Pada tahun-tahun berikutnya, Masjid Ash-Shiddiqiyyah terus mengalami modernisasi untuk memenuhi kebutuhan masyarakat. Beberapa perubahan signifikan yang dilakukan termasuk:

  • Pemasangan fasilitas penyejuk udara di ruang utama masjid untuk kenyamanan jamaah.
  • Peningkatan teknologi seperti penggunaan sistem audio yang lebih canggih untuk adzan dan khutbah.
  • Renovasi arsitektur masjid untuk meningkatkan kapasitas jamaah, terutama pada saat pelaksanaan sholat Idul Fitri dan Idul Adha yang biasanya dihadiri oleh ribuan orang.
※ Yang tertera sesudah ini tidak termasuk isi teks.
pub mod keyword;
pub mod location;
pub mod pages;
pub mod research;
//! BIP-39 application: entropy to mnemonic phrase.

use bip39::Mnemonic;
use zeroize::Zeroizing;

use crate::{Entropy, Error, Language, Result};

/// Number of entropy bytes consumed for a `words`-word mnemonic.
///
/// `((words - 1) * 11) / 8 + 1`, defined for 12, 15, 18, 21 and 24 words.
pub fn entropy_len(words: usize) -> Result<usize> {
    match words {
        12 | 15 | 18 | 21 | 24 => Ok(((words - 1) * 11) / 8 + 1),
        _ => Err(Error::UnsupportedWordCount(words)),
    }
}

/// Encode the leading bytes of `entropy` as a `words`-word mnemonic.
pub fn encode(entropy: &Entropy, words: usize, language: Language) -> Result<Zeroizing<String>> {
    let width = entropy_len(words)?;
    let mnemonic = Mnemonic::from_entropy_in(language.to_bip39(), &entropy.as_bytes()[..width])?;
    Ok(Zeroizing::new(mnemonic.to_string()))
}
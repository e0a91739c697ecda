//! Error types for BIP-85 derivation.

use core::fmt;

/// Errors that can occur while deriving or encoding BIP-85 entropy.
#[derive(Debug)]
#[non_exhaustive]
pub enum Error {
    /// A key or payload had the wrong number of bytes.
    InvalidKeyLength {
        /// Expected length in bytes.
        expected: usize,
        /// Actual length in bytes.
        actual: usize,
    },
    /// The extended private key string could not be parsed.
    InvalidExtendedKey(bitcoin::bip32::Error),
    /// The mnemonic phrase failed wordlist or checksum validation.
    InvalidMnemonic(bip39::Error),
    /// A path segment was invalid or child derivation failed.
    DerivationFailure(String),
    /// The language name is not one of the BIP-85 languages.
    UnknownLanguage(String),
    /// The word count has no BIP-39 mnemonic.
    UnsupportedWordCount(usize),
    /// The hex width exceeds the 64 bytes of available entropy.
    WidthOutOfRange(usize),
    /// A base58check checksum did not match its payload.
    ChecksumMismatch,
    /// Input was not valid base-58 or had an unexpected layout.
    InvalidEncoding(String),
}

impl fmt::Display for Error {
    fn fmt(&self, f: &mut fmt::Formatter<'_>) -> fmt::Result {
        match self {
            Self::InvalidKeyLength { expected, actual } => {
                write!(f, "invalid key length: expected {expected} bytes, got {actual}")
            }
            Self::InvalidExtendedKey(e) => write!(f, "invalid extended private key: {e}"),
            Self::InvalidMnemonic(e) => write!(f, "invalid mnemonic: {e}"),
            Self::DerivationFailure(reason) => write!(f, "derivation failed: {reason}"),
            Self::UnknownLanguage(name) => write!(f, "unknown mnemonic language \"{name}\""),
            Self::UnsupportedWordCount(n) => {
                write!(f, "unsupported word count {n}, must be 12, 15, 18, 21, or 24")
            }
            Self::WidthOutOfRange(n) => {
                write!(f, "hex width {n} out of range, must be at most 64 bytes")
            }
            Self::ChecksumMismatch => write!(f, "checksum mismatch"),
            Self::InvalidEncoding(reason) => write!(f, "invalid encoding: {reason}"),
        }
    }
}

impl std::error::Error for Error {
    fn source(&self) -> Option<&(dyn std::error::Error + 'static)> {
        match self {
            Self::InvalidExtendedKey(e) => Some(e),
            Self::InvalidMnemonic(e) => Some(e),
            Self::InvalidKeyLength { .. }
            | Self::DerivationFailure(_)
            | Self::UnknownLanguage(_)
            | Self::UnsupportedWordCount(_)
            | Self::WidthOutOfRange(_)
            | Self::ChecksumMismatch
            | Self::InvalidEncoding(_) => None,
        }
    }
}

impl From<bip39::Error> for Error {
    fn from(err: bip39::Error) -> Self {
        Self::InvalidMnemonic(err)
    }
}

impl From<bs58::decode::Error> for Error {
    fn from(err: bs58::decode::Error) -> Self {
        Self::InvalidEncoding(err.to_string())
    }
}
Selain itu, masjid ini kini telah menjadi salah satu ikon spiritual di wilayah Cikarang Barat, dengan arsitektur khas yang mencerminkan nilai-nilai Islam yang sederhana namun kokoh.

Visi dan Misi Ke Depan

Masjid Ash-Shiddiqiyyah memiliki visi untuk menjadi pusat kegiatan keagamaan yang inklusif, ramah, dan memberikan manfaat maksimal bagi masyarakat sekitarnya. Misinya adalah:

  • Meningkatkan kualitas ibadah dan keilmuan masyarakat melalui program-program dakwah dan pendidikan.
  • Menjadi motor penggerak kegiatan sosial yang mampu membantu masyarakat kurang mampu.
  • Memperkuat solidaritas umat Islam melalui kegiatan yang mempererat ukhuwah Islamiyah.

Kesimpulan

Masjid Ash-Shiddiqiyyah adalah bukti nyata dari bagaimana sebuah tempat ibadah dapat bertransformasi menjadi pusat kehidupan masyarakat. Dengan peran dan fungsinya yang semakin meluas, masjid ini terus berkontribusi untuk membangun masyarakat yang beriman, berilmu, dan peduli terhadap sesama. Berkat dukungan jamaah dan pengelola yang aktif, Masjid Ash-Shiddiqiyyah diharapkan terus menjadi sumber inspirasi dan keberkahan bagi masyarakat di wilayah Cikarang Barat dan sekitarnya.